Your instructions
Write out each line of the records that has "collaborators" in it.

[Stored items]
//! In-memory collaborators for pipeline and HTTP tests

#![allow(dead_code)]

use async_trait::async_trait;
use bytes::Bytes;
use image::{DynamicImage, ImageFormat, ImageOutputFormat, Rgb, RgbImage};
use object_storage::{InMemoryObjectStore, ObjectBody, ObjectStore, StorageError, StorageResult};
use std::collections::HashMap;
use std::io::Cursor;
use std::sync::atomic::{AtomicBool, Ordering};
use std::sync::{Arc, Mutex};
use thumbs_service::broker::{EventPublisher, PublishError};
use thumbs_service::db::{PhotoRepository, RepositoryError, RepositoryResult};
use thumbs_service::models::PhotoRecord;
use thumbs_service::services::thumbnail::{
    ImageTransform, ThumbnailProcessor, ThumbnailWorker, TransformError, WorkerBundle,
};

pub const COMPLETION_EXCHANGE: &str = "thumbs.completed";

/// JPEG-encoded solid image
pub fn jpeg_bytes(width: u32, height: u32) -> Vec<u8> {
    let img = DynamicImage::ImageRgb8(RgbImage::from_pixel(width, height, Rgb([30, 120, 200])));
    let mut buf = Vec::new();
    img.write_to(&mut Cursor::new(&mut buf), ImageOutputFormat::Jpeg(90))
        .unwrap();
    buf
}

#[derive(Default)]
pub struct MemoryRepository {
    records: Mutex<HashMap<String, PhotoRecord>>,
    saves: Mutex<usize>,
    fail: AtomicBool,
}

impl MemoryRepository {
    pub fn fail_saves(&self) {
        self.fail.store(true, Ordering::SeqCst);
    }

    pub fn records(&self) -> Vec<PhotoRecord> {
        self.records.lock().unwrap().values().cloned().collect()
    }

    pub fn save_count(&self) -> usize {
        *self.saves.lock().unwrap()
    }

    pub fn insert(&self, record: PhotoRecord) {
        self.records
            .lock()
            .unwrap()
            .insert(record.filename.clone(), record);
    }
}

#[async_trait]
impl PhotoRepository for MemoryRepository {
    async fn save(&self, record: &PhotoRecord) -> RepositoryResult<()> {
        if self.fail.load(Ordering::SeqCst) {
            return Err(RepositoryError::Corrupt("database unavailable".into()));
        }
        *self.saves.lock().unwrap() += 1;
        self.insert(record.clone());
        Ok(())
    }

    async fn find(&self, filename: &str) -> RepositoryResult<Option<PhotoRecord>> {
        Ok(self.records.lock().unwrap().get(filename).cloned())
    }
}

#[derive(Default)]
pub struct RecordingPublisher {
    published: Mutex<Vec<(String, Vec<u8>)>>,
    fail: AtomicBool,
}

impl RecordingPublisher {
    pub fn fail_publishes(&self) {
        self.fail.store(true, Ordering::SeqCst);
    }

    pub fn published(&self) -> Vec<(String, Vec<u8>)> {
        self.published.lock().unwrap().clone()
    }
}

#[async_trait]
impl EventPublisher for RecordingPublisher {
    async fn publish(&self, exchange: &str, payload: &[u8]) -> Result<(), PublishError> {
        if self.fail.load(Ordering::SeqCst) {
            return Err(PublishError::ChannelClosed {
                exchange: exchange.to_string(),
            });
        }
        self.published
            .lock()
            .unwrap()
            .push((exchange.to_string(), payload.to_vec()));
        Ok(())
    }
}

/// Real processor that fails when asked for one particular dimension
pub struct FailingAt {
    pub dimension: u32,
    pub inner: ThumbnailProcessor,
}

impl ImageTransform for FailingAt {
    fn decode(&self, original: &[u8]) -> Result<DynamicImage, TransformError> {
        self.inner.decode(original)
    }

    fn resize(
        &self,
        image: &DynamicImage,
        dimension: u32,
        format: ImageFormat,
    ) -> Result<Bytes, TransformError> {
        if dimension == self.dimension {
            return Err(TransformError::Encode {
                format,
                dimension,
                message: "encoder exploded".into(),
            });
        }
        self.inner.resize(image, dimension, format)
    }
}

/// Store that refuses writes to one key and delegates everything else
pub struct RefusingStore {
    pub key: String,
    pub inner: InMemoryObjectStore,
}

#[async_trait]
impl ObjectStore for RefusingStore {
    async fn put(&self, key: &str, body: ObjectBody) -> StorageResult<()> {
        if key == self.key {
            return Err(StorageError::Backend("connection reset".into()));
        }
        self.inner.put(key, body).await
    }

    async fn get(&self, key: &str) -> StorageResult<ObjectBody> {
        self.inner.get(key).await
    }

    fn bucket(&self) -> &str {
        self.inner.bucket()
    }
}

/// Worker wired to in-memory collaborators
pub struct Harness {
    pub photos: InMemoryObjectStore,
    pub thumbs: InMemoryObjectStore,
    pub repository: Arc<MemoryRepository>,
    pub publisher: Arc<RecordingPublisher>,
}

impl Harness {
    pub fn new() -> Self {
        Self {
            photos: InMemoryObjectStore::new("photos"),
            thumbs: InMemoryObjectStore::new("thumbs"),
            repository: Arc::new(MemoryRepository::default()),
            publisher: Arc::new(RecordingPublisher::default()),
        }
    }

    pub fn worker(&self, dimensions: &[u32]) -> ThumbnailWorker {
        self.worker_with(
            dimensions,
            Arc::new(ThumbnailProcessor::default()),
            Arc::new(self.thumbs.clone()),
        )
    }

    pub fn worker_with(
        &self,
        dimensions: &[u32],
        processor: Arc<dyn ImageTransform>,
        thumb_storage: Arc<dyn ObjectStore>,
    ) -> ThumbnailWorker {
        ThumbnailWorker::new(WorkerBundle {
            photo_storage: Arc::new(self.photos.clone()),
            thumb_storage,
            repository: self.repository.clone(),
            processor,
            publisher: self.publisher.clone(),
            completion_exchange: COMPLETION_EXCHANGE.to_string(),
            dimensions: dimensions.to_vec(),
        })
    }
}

Task output
//! In-memory collaborators for pipeline and HTTP tests
/// Worker wired to in-memory collaborators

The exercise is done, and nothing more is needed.